Все это не означает, что наша нежность недостаточно искренна, ей, скорее, недостает непринужденности, покорности, богатства. Объект не поддерживает ее, не питает, не сообщает ей той силы, той гибкости и той непредсказуемости, которая составляет всю глубину чувства-страсти. Между чувством-страстью и чувством-действием всегда существует та же разница, что и между реальными страданиями больного раком и альгией психастеника, полагающего, что он болен раком. Вне всякого сомнения, в случае альгидной боли мы обнаруживаем абсолютно распоясавшегося индивида, утратившего всякий контроль над собой, обезумевшего от страха, переживаний и отчаяния.

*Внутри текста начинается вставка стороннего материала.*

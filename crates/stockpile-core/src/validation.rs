//! # Validation Module
//!
//! Rules a snapshot must satisfy before it is persisted.
//!
//! ## Validation Strategy
//! ```text
//! ┌─────────────────────────────────────────────────────────────────────────┐
//! │                      Validation Layers                                  │
//! │                                                                         │
//! │  Layer 1: UI forms                                                     │
//! │  └── Immediate user feedback                                           │
//! │           │                                                             │
//! │           ▼                                                             │
//! │  Layer 2: SyncEngine::edit_snapshot / `stockpile check`                │
//! │  └── THIS MODULE: item and pin rules, duplicate ids                    │
//! │           │                                                             │
//! │           ▼                                                             │
//! │  Layer 3: Remote tables                                                │
//! │  └── NOT NULL + (id, owner_id) primary keys                            │
//! └─────────────────────────────────────────────────────────────────────────┘
//! ```
//!
//! ## Usage
//! ```rust
//! use stockpile_core::validation::validate_quantity;
//!
//! assert!(validate_quantity(1).is_ok());
//! assert!(validate_quantity(0).is_err());
//! ```

use std::collections::HashSet;

use crate::error::ValidationError;
use crate::types::{Item, LocalSnapshot, MapPin};
use crate::MAX_ITEM_NAME_LEN;

/// Result type for validation operations.
pub type ValidationResult<T> = Result<T, ValidationError>;

// =============================================================================
// Field Validators
// =============================================================================

/// Validates a record id: non-empty after trimming.
pub fn validate_id(field: &str, id: &str) -> ValidationResult<()> {
    if id.trim().is_empty() {
        return Err(ValidationError::Required {
            field: field.to_string(),
        });
    }
    Ok(())
}

/// Validates an item name.
///
/// ## Rules
/// - Must not be empty
/// - At most 200 characters
pub fn validate_item_name(name: &str) -> ValidationResult<()> {
    let name = name.trim();

    if name.is_empty() {
        return Err(ValidationError::Required {
            field: "item.name".to_string(),
        });
    }

    if name.chars().count() > MAX_ITEM_NAME_LEN {
        return Err(ValidationError::TooLong {
            field: "item.name".to_string(),
            max: MAX_ITEM_NAME_LEN,
        });
    }

    Ok(())
}

/// Validates an item quantity (at least 1).
pub fn validate_quantity(quantity: u32) -> ValidationResult<()> {
    if quantity == 0 {
        return Err(ValidationError::MustBePositive {
            field: "item.quantity".to_string(),
        });
    }
    Ok(())
}

/// Validates a map coordinate.
pub fn validate_coordinate(field: &str, value: f64) -> ValidationResult<()> {
    if !value.is_finite() {
        return Err(ValidationError::InvalidFormat {
            field: field.to_string(),
            reason: "must be a finite number".to_string(),
        });
    }
    Ok(())
}

// =============================================================================
// Record Validators
// =============================================================================

/// Validates one item.
pub fn validate_item(item: &Item) -> ValidationResult<()> {
    validate_id("item.id", &item.id)?;
    validate_item_name(&item.name)?;
    validate_quantity(item.quantity)
}

/// Validates one pin.
pub fn validate_pin(pin: &MapPin) -> ValidationResult<()> {
    validate_id("pin.id", &pin.id)?;
    validate_coordinate("pin.x", pin.x)?;
    validate_coordinate("pin.y", pin.y)
}

/// Validates a whole snapshot, including id uniqueness per collection.
pub fn validate_snapshot(snapshot: &LocalSnapshot) -> ValidationResult<()> {
    let mut seen = HashSet::new();
    for item in &snapshot.items {
        validate_item(item)?;
        if !seen.insert(item.id.as_str()) {
            return Err(ValidationError::Duplicate {
                field: "item.id".to_string(),
                value: item.id.clone(),
            });
        }
    }

    let mut seen = HashSet::new();
    for pin in &snapshot.pins {
        validate_pin(pin)?;
        if !seen.insert(pin.id.as_str()) {
            return Err(ValidationError::Duplicate {
                field: "pin.id".to_string(),
                value: pin.id.clone(),
            });
        }
    }

    Ok(())
}

// =============================================================================
// Unit Tests
// =============================================================================
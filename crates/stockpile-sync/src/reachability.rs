//! # Network Reachability
//!
//! A synchronous yes/no the engine consults before touching the network.
//! The host flips it from whatever platform signal it has, and tells the
//! engine via `SyncEngine::reachability_changed`.

use std::sync::atomic::{AtomicBool, Ordering};
use std::sync::Arc;

/// Reports whether the network is currently reachable.
pub trait Reachability: Send + Sync {
    fn is_reachable(&self) -> bool;
}

/// Atomic flag shared between the host and the engine.
#[derive(Debug, Clone)]
pub struct SharedReachability {
    online: Arc<AtomicBool>,
}

impl SharedReachability {
    pub fn new(online: bool) -> Self {
        SharedReachability {
            online: Arc::new(AtomicBool::new(online)),
        }
    }

    /// Updates the flag. Clones observe the change immediately.
    pub fn set(&self, online: bool) {
        self.online.store(online, Ordering::SeqCst);
    }
}

impl Default for SharedReachability {
    fn default() -> Self {
        Self::new(true)
    }
}

impl Reachability for SharedReachability {
    fn is_reachable(&self) -> bool {
        self.online.load(Ordering::SeqCst)
    }
}

/// Always reachable. Used when the remote is local (CLI against SQLite).
#[derive(Debug, Clone, Copy, Default)]
pub struct AlwaysReachable;

impl Reachability for AlwaysReachable {
    fn is_reachable(&self) -> bool {
        true
    }
}
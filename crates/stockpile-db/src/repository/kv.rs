//! # Local Key-Value Repository
//!
//! Whole-blob storage for the device's serialized snapshot and sync metadata.
//!
//! ```text
//! ┌────────────────────────────┬──────────────────────────────────────────┐
//! │ key                        │ value                                    │
//! ├────────────────────────────┼──────────────────────────────────────────┤
//! │ stockpile.snapshot         │ {"items":[...],"pins":[...],...}         │
//! │ stockpile.sync_meta        │ {"userId":"...","lastPush":"..."}        │
//! └────────────────────────────┴──────────────────────────────────────────┘
//! ```
//!
//! A `put` replaces the previous value outright; there is no merge at this
//! layer.

use chrono::Utc;
use sqlx::{Row, SqlitePool};
use tracing::debug;

use crate::error::DbResult;

/// Repository for the `local_kv` table.
#[derive(Debug, Clone)]
pub struct KvRepository {
    pool: SqlitePool,
}

impl KvRepository {
    /// Creates a new KvRepository.
    pub fn new(pool: SqlitePool) -> Self {
        KvRepository { pool }
    }

    /// Reads the value stored under `key`.
    pub async fn get(&self, key: &str) -> DbResult<Option<String>> {
        let row = sqlx::query("SELECT value FROM local_kv WHERE key = ?1")
            .bind(key)
            .fetch_optional(&self.pool)
            .await?;

        match row {
            Some(row) => Ok(Some(row.try_get("value")?)),
            None => Ok(None),
        }
    }

    /// Stores `value` under `key`, replacing any previous value.
    pub async fn put(&self, key: &str, value: &str) -> DbResult<()> {
        debug!(key = %key, bytes = value.len(), "Writing local value");

        sqlx::query(
            r#"
            INSERT INTO local_kv (key, value, updated_at)
            VALUES (?1, ?2, ?3)
            ON CONFLICT(key) DO UPDATE SET
                value = excluded.value,
                updated_at = excluded.updated_at
            "#,
        )
        .bind(key)
        .bind(value)
        .bind(Utc::now())
        .execute(&self.pool)
        .await?;

        Ok(())
    }

    /// Removes `key`. Returns true if a value was present.
    pub async fn delete(&self, key: &str) -> DbResult<bool> {
        let result = sqlx::query("DELETE FROM local_kv WHERE key = ?1")
            .bind(key)
            .execute(&self.pool)
            .await?;

        Ok(result.rows_affected() > 0)
    }
}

Ни его вздрагивания, ни крики, вызванные прикосновением к тому месту, которое он считает больным, — не разыгрываются им в полном смысле этого слова, то есть речь не идет ни о «людизме», ни о мифомании. Вполне возможно, что несчастный не может удержаться от воплей и, может быть, он еще менее мог бы удержаться от них, если бы страдал реально. Но все это — и его вздрагивания, и его крики — не может придать реальность его страданиям. Боль, без сомнения, присутствует, но она перед ним, это боль в образе, недействительная, пассивная, ирреальная боль; в виду ее он сражается с самим собой, но ни один из его криков, ни один из его жестов не спровоцирован ею. И в то же время он знает об этом, знает, что не страдает; вся его энергия — в отличие от подлинного больного раком, который будет рассчитывать на уменьшение страданий, — расходуется на то, чтобы страдать и дальше; он кричит для того, чтобы вызвать боль, его жестикуляция приглашает боль поселиться в его теле. Но тщетно — нет ничего, что могло бы заполнить то гнетущее впечатление пустоты, которое конституирует и саму причину, и глубинную природу кризиса.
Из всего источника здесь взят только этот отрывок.